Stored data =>
= Beginning of Section =
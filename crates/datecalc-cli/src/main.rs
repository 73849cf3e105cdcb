//! datecalc: evaluate date/time expressions from the command line.
//!
//! ```text
//! datecalc today + 10days to YYYY-MM-DD
//! datecalc 2024-01-01 diff 2024-03-01 to days
//! datecalc now ">" 2024-12-31T23:59
//! ```

use std::process::ExitCode;

use anyhow::Context;
use clap::{ArgAction, Parser};
use colored::Colorize;
use tracing::Level;

use datecalc_core::{evaluate, is_help_request, Anchors, Zone};

mod guide;

/// Date/time calculator: dates, durations and operators evaluated left to right.
#[derive(Parser, Debug)]
#[command(name = "datecalc", version, about, long_about = None)]
#[command(disable_help_flag = true)]
struct Cli {
    /// Evaluation timezone: `local` or an IANA name (e.g. `Europe/Paris`)
    #[arg(long, value_name = "ZONE", default_value = "local")]
    tz: String,

    /// Print the result as JSON
    #[arg(long)]
    json: bool,

    /// Log evaluation steps to stderr (-v debug, -vv trace)
    #[arg(short, long, action = ArgAction::Count)]
    verbose: u8,

    /// Values and operators, optionally followed by `to <format>`
    #[arg(num_args = 1.., trailing_var_arg = true, allow_hyphen_values = true)]
    expression: Vec<String>,
}

fn main() -> ExitCode {
    let args: Vec<String> = std::env::args().collect();
    if is_help_request(args.get(1..).unwrap_or_default()) {
        print!("{}", guide::Guide);
        return ExitCode::SUCCESS;
    }

    let cli = Cli::parse_from(args);
    init_logging(cli.verbose);

    match run(&cli) {
        Ok(output) if cli.json => {
            println!("{output}");
            ExitCode::SUCCESS
        }
        Ok(output) => {
            println!("{}", output.green());
            ExitCode::SUCCESS
        }
        Err(err) => {
            eprintln!("{}", format!("Error: {err:#}").red());
            ExitCode::FAILURE
        }
    }
}

fn run(cli: &Cli) -> anyhow::Result<String> {
    let zone = Zone::parse(&cli.tz)?;
    let anchors = Anchors::capture(zone)?;
    let evaluation = evaluate(&cli.expression, &anchors)?;

    if cli.json {
        serde_json::to_string_pretty(&evaluation).context("failed to serialize result")
    } else {
        Ok(evaluation.text)
    }
}

fn init_logging(verbosity: u8) {
    let level = match verbosity {
        0 => Level::WARN,
        1 => Level::DEBUG,
        _ => Level::TRACE,
    };
    tracing_subscriber::fmt()
        .with_max_level(level)
        .with_writer(std::io::stderr)
        .with_target(false)
        .without_time()
        .init();
}
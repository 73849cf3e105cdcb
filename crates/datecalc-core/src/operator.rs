//! Operator symbols and their families.

use std::fmt;

use crate::error::DateCalcError;

/// Every binary operator the evaluator knows.
#[derive(Debug, Clone, Copy, PartialEq, Eq, Hash)]
pub enum Operator {
    Add,
    Subtract,
    Same,
    After,
    SameOrAfter,
    Before,
    SameOrBefore,
    Diff,
}

/// Operators grouped by the operand types they accept and the result they produce.
#[derive(Debug, Clone, Copy, PartialEq, Eq)]
pub enum Family {
    /// date (or duration) ± duration
    Additive,
    /// date ? date → boolean
    Comparison,
    /// date -- date → number
    Difference,
}

/// Accepted spellings, in the order they are listed to the user.
const SYMBOLS: &[(&str, Operator)] = &[
    ("+", Operator::Add),
    ("-", Operator::Subtract),
    ("=", Operator::Same),
    ("==", Operator::Same),
    (">", Operator::After),
    ("after", Operator::After),
    (">=", Operator::SameOrAfter),
    ("same-or-after", Operator::SameOrAfter),
    ("<", Operator::Before),
    ("before", Operator::Before),
    ("<=", Operator::SameOrBefore),
    ("same-or-before", Operator::SameOrBefore),
    ("--", Operator::Diff),
    ("diff", Operator::Diff),
];

impl Operator {
    /// Exact match against the known symbols.
    pub fn from_symbol(symbol: &str) -> Option<Operator> {
        SYMBOLS
            .iter()
            .find(|(s, _)| *s == symbol)
            .map(|(_, op)| *op)
    }

    pub fn family(self) -> Family {
        match self {
            Operator::Add | Operator::Subtract => Family::Additive,
            Operator::Same
            | Operator::After
            | Operator::SameOrAfter
            | Operator::Before
            | Operator::SameOrBefore => Family::Comparison,
            Operator::Diff => Family::Difference,
        }
    }

    /// Primary spelling.
    pub fn symbol(self) -> &'static str {
        SYMBOLS
            .iter()
            .find(|(_, op)| *op == self)
            .map(|(s, _)| *s)
            .unwrap_or("?")
    }
}

impl fmt::Display for Operator {
    fn fmt(&self, f: &mut fmt::Formatter<'_>) -> fmt::Result {
        f.write_str(self.symbol())
    }
}

/// All accepted operator spellings.
pub fn all_symbols() -> impl Iterator<Item = &'static str> {
    SYMBOLS.iter().map(|(s, _)| *s)
}

pub(crate) fn parse_operator(token: &str) -> Result<Operator, DateCalcError> {
    Operator::from_symbol(token).ok_or_else(|| DateCalcError::InvalidOperator {
        found: token.to_string(),
        allowed: all_symbols().collect::<Vec<_>>().join(", "),
    })
}
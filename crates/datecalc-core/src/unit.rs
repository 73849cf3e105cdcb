//! Time units and their command-line aliases.
//!
//! Every unit owns a fixed, case-sensitive alias set. The sets are disjoint,
//! and the first alias of each set is the canonical spelling used when a
//! duration is printed or handed to the date arithmetic.

use std::fmt;

use serde::Serialize;

use crate::error::DateCalcError;
use crate::value::Magnitude;

/// One of the eight unit categories a duration can be expressed in.
#[derive(Debug, Clone, Copy, PartialEq, Eq, Hash, Serialize)]
#[serde(rename_all = "lowercase")]
pub enum Unit {
    Years,
    Months,
    Weeks,
    Days,
    Hours,
    Minutes,
    Seconds,
    Milliseconds,
}

/// How a unit is applied to an instant.
#[derive(Debug, Clone, Copy, PartialEq, Eq)]
pub enum Reckoning {
    /// Calendar months (a year counts as 12).
    Months(i64),
    /// Calendar days at the same wall-clock time (a week counts as 7).
    Days(i64),
    /// A fixed number of milliseconds.
    Exact(i64),
}

const YEARS: &[&str] = &["years", "year", "y"];
const MONTHS: &[&str] = &["months", "month", "M"];
const WEEKS: &[&str] = &["weeks", "week", "W", "w"];
const DAYS: &[&str] = &["days", "day", "D", "d"];
const HOURS: &[&str] = &["hours", "hour", "h", "H"];
const MINUTES: &[&str] = &["minutes", "minute", "m", "min"];
const SECONDS: &[&str] = &["seconds", "second", "s", "S"];
const MILLISECONDS: &[&str] = &["milliseconds", "millisecond", "ms", "MS", "milli", "millis"];

impl Unit {
    /// All units, largest first.
    pub const ALL: [Unit; 8] = [
        Unit::Years,
        Unit::Months,
        Unit::Weeks,
        Unit::Days,
        Unit::Hours,
        Unit::Minutes,
        Unit::Seconds,
        Unit::Milliseconds,
    ];

    /// The recognized aliases, canonical spelling first.
    pub fn aliases(self) -> &'static [&'static str] {
        match self {
            Unit::Years => YEARS,
            Unit::Months => MONTHS,
            Unit::Weeks => WEEKS,
            Unit::Days => DAYS,
            Unit::Hours => HOURS,
            Unit::Minutes => MINUTES,
            Unit::Seconds => SECONDS,
            Unit::Milliseconds => MILLISECONDS,
        }
    }

    pub fn canonical(self) -> &'static str {
        self.aliases()[0]
    }

    /// Look up the unit an alias belongs to (exact, case-sensitive match).
    pub fn from_alias(alias: &str) -> Option<Unit> {
        Unit::ALL
            .into_iter()
            .find(|unit| unit.aliases().contains(&alias))
    }

    /// Length in milliseconds for units with a fixed length.
    ///
    /// Months and years have no fixed length and return `None`.
    pub fn fixed_millis(self) -> Option<i64> {
        match self {
            Unit::Years | Unit::Months => None,
            Unit::Weeks => Some(7 * 86_400_000),
            Unit::Days => Some(86_400_000),
            Unit::Hours => Some(3_600_000),
            Unit::Minutes => Some(60_000),
            Unit::Seconds => Some(1_000),
            Unit::Milliseconds => Some(1),
        }
    }

    /// Convert a magnitude in this unit to the quantity the arithmetic works on.
    ///
    /// Calendar quantities are rounded half away from zero; exact quantities
    /// are rounded to the nearest millisecond. `None` if the result does not
    /// fit an `i64`.
    pub fn reckon(self, magnitude: Magnitude) -> Option<Reckoning> {
        Some(match self.span() {
            Reckoning::Months(per) => Reckoning::Months(magnitude.round_times(per)?),
            Reckoning::Days(per) => Reckoning::Days(magnitude.round_times(per)?),
            Reckoning::Exact(per) => Reckoning::Exact(magnitude.round_times(per)?),
        })
    }

    /// One of this unit, as the arithmetic sees it.
    pub fn span(self) -> Reckoning {
        match self {
            Unit::Years => Reckoning::Months(12),
            Unit::Months => Reckoning::Months(1),
            Unit::Weeks => Reckoning::Days(7),
            Unit::Days => Reckoning::Days(1),
            Unit::Hours | Unit::Minutes | Unit::Seconds | Unit::Milliseconds => {
                Reckoning::Exact(self.fixed_millis().unwrap_or(1))
            }
        }
    }
}

impl fmt::Display for Unit {
    fn fmt(&self, f: &mut fmt::Formatter<'_>) -> fmt::Result {
        f.write_str(self.canonical())
    }
}

/// Every alias of every unit, in table order.
pub fn all_aliases() -> impl Iterator<Item = &'static str> {
    Unit::ALL
        .into_iter()
        .flat_map(|unit| unit.aliases().iter().copied())
}

/// Resolve an output-format directive that must name a unit.
pub(crate) fn parse_unit(alias: &str) -> Result<Unit, DateCalcError> {
    Unit::from_alias(alias).ok_or_else(|| DateCalcError::InvalidUnit {
        found: alias.to_string(),
        allowed: all_aliases().collect::<Vec<_>>().join(", "),
    })
}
= End of Section =
WHAT THE EXERCISE ASKS => From the data above, output only the lines between the line containing "zero; exact quantities" and the line containing "Reckoning::Exact(self.fixed_millis().unwrap_or(1))", inclusive, exactly as written.

EXERCISE RESULT =>
    /// Calendar quantities are rounded half away from zero; exact quantities
    /// are rounded to the nearest millisecond. `None` if the result does not
    /// fit an `i64`.
    pub fn reckon(self, magnitude: Magnitude) -> Option<Reckoning> {
        Some(match self.span() {
            Reckoning::Months(per) => Reckoning::Months(magnitude.round_times(per)?),
            Reckoning::Days(per) => Reckoning::Days(magnitude.round_times(per)?),
            Reckoning::Exact(per) => Reckoning::Exact(magnitude.round_times(per)?),
        })
    }

    /// One of this unit, as the arithmetic sees it.
    pub fn span(self) -> Reckoning {
        match self {
            Unit::Years => Reckoning::Months(12),
            Unit::Months => Reckoning::Months(1),
            Unit::Weeks => Reckoning::Days(7),
            Unit::Days => Reckoning::Days(1),
            Unit::Hours | Unit::Minutes | Unit::Seconds | Unit::Milliseconds => {
                Reckoning::Exact(self.fixed_millis().unwrap_or(1))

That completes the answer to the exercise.